A patched canvas tent stood behind Doc, the flap wide open so the heat from the fire could gather inside and help them stay warm at night. Before burning down the log cabin, the companions had looted the place of everything useful, including the tents, although the decorations on the tent poles were the first things to go. The armory had been a treasure trove of blasters and ammo, with enough different calibers to fit the weapons of each companion. Everybody was fully armed again. Naturally, there had been nothing for Doc’s oddball .44 LeMat, but he had convinced Clem to upgrade to a bolt-action Enfield rifle, and took the hunter’s supplies of black powder, cloth and lead for himself. The miniballs wouldn’t fit his small .44 wheelgun, but lead was lead, and he could make ammunition from anything that melted.

In a nearby clearing, Jak was cutting branches and using them to cover the second truck, which was now their property in exchange for the loot from the cannies, now riding in the first truck. With the companions staying behind, Stephen was short on drivers, and more importantly, they would need a wag to rendezvous with Mildred at midnight.
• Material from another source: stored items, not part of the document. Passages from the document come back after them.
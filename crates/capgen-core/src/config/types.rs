//! Sub-configuration structs with built-in defaults.

use serde::{Deserialize, Serialize};
use std::path::PathBuf;

/// Pretrained model settings.
#[derive(Debug, Clone, Serialize, Deserialize)]
#[serde(default)]
pub struct ModelsConfig {
    /// Caption model identifier (encoder/decoder pair plus tokenizer)
    pub caption_model: String,

    /// Image-text embedding model identifier
    pub embedding_model: String,

    /// Model cache directory. `None` means the default location
    /// (`~/.capgen/models`).
    pub cache_dir: Option<PathBuf>,
}

impl Default for ModelsConfig {
    fn default() -> Self {
        Self {
            caption_model: "vit-gpt2-image-captioning".to_string(),
            embedding_model: "clip-vit-base-patch32".to_string(),
            cache_dir: None,
        }
    }
}

/// Output settings.
#[derive(Debug, Clone, Serialize, Deserialize)]
#[serde(default)]
pub struct OutputConfig {
    /// Directory where the CSV manifest is written
    pub dir: PathBuf,

    /// Default output mode: "csv" or "rename"
    pub mode: String,

    /// Manifest file name
    pub csv_name: String,

    /// Maximum filename length in rename mode (extension included)
    pub max_filename_len: usize,
}

impl Default for OutputConfig {
    fn default() -> Self {
        Self {
            dir: PathBuf::from("outputs"),
            mode: "csv".to_string(),
            csv_name: "desc.csv".to_string(),
            max_filename_len: 128,
        }
    }
}

/// Logging settings.
#[derive(Debug, Clone, Serialize, Deserialize)]
#[serde(default)]
pub struct LoggingConfig {
    /// Log level: error, warn, info, debug, trace
    pub level: String,

    /// Log format: "pretty" or "json"
    pub format: String,
}

impl Default for LoggingConfig {
    fn default() -> Self {
        Self {
            level: "info".to_string(),
            format: "pretty".to_string(),
        }
    }
}
//! CSV manifest output: one `image,prompt` row per batch entry.

use std::io::Write;
use std::path::Path;

use crate::error::Result;
use crate::pipeline::BatchResults;

/// Write the manifest to any writer.
///
/// Emits a header row then one row per entry in processing order, using the
/// csv crate's default minimal quoting. Failed entries are written as their
/// literal `ERROR: ...` marker text, not filtered out.
///
/// Returns the number of data rows written.
pub fn write_manifest_to<W: Write>(results: &BatchResults, writer: W) -> Result<usize> {
    let mut csv_writer = csv::Writer::from_writer(writer);
    csv_writer.write_record(["image", "prompt"])?;

    let mut rows = 0;
    for entry in results {
        csv_writer.write_record([entry.file_name.as_str(), entry.prompt_text().as_str()])?;
        rows += 1;
    }
    csv_writer.flush()?;
    Ok(rows)
}

/// Write the manifest to a file, creating parent directories as needed.
pub fn write_manifest(results: &BatchResults, path: &Path) -> Result<usize> {
    if let Some(parent) = path.parent() {
        if !parent.as_os_str().is_empty() {
            std::fs::create_dir_all(parent)?;
        }
    }
    let file = std::fs::File::create(path)?;
    let rows = write_manifest_to(results, std::io::BufWriter::new(file))?;
    tracing::info!("Wrote {rows} prompt(s) to {:?}", path);
    Ok(rows)
}

#[cfg(test)]
mod tests {
    use super::*;
    use crate::error::PipelineError;
    use crate::pipeline::BatchResults;
    use std::collections::BTreeMap;
    use std::path::PathBuf;

    fn results_of(entries: Vec<(&str, std::result::Result<&str, &str>)>) -> BatchResults {
        let mut results = BatchResults::default();
        for (name, outcome) in entries {
            results.push(crate::pipeline::BatchEntry {
                path: PathBuf::from(name),
                file_name: name.to_string(),
                outcome: outcome.map(String::from).map_err(|m| {
                    PipelineError::Caption {
                        path: PathBuf::from(name),
                        message: m.to_string(),
                    }
                }),
            });
        }
        results
    }

    #[test]
    fn test_empty_results_write_header_only() {
        let results = BatchResults::default();
        let mut buf = Vec::new();
        let rows = write_manifest_to(&results, &mut buf).unwrap();
        assert_eq!(rows, 0);
        assert_eq!(String::from_utf8(buf).unwrap(), "image,prompt\n");
    }

    #[test]
    fn test_two_entries_give_three_lines() {
        let results = results_of(vec![
            ("a.jpg", Ok("a photo of a cat, high quality, detailed, sharp focus, professional")),
            ("b.png", Ok("a dog, high quality, detailed, sharp focus, professional")),
        ]);
        let mut buf = Vec::new();
        write_manifest_to(&results, &mut buf).unwrap();

        let text = String::from_utf8(buf).unwrap();
        let lines: Vec<&str> = text.trim_end().lines().collect();
        assert_eq!(lines.len(), 3);
        assert_eq!(lines[0], "image,prompt");
        assert!(lines[1].contains("high quality, detailed, sharp focus, professional"));
    }

    #[test]
    fn test_error_entries_written_as_markers() {
        let results = results_of(vec![("bad.jpg", Err("boom"))]);
        let mut buf = Vec::new();
        write_manifest_to(&results, &mut buf).unwrap();

        let text = String::from_utf8(buf).unwrap();
        assert!(text.contains("ERROR:"));
        assert!(text.contains("boom"));
    }

    #[test]
    fn test_round_trip() {
        let results = results_of(vec![("a.jpg", Ok("p1")), ("b.png", Ok("p2"))]);
        let mut buf = Vec::new();
        write_manifest_to(&results, &mut buf).unwrap();

        let mut reader = csv::Reader::from_reader(buf.as_slice());
        let mut mapping = BTreeMap::new();
        for record in reader.records() {
            let record = record.unwrap();
            mapping.insert(record[0].to_string(), record[1].to_string());
        }
        assert_eq!(mapping.len(), 2);
        assert_eq!(mapping["a.jpg"], "p1");
        assert_eq!(mapping["b.png"], "p2");
    }

    #[test]
    fn test_prompts_with_commas_are_quoted() {
        let results = results_of(vec![("a.jpg", Ok("one, two"))]);
        let mut buf = Vec::new();
        write_manifest_to(&results, &mut buf).unwrap();
        let text = String::from_utf8(buf).unwrap();
        assert!(text.contains("\"one, two\""));

        // And values without commas stay unquoted (minimal quoting).
        let results = results_of(vec![("a.jpg", Ok("plain"))]);
        let mut buf = Vec::new();
        write_manifest_to(&results, &mut buf).unwrap();
        let text = String::from_utf8(buf).unwrap();
        assert!(text.contains("a.jpg,plain"));
    }

    #[test]
    fn test_write_manifest_creates_parent_dirs() {
        let dir = tempfile::tempdir().unwrap();
        let path = dir.path().join("nested").join("desc.csv");
        let results = results_of(vec![("a.jpg", Ok("p1"))]);
        let rows = write_manifest(&results, &path).unwrap();
        assert_eq!(rows, 1);
        assert!(path.exists());
    }
}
“The fortress is very impressive,” Krysty agreed from under her blankets inside the tent “The turrets rise so very high in the sky that” She stopped talking and broke into a ragged cough.

“Go to sleep,” Doc ordered, carefully pouring the molten lead into the aluminum bullet molds he always carried, and topping off the batch. “Mildred placed me in charge of you, and sleep is the prescription for the flu. Do you want to get pneumonia, my dear Krysty?”

The redhead buried herself under the covers again.

“Still,” the boy said, unrelenting, “I sure wish we could have gone with Mildred.”

Ryan walked him to the campfire. “Too dangerous, son. They know the five of us there.”

“Even after so many years,” J.B. added, brushing off his beloved fedora, “somebody recognized your dad immediately.”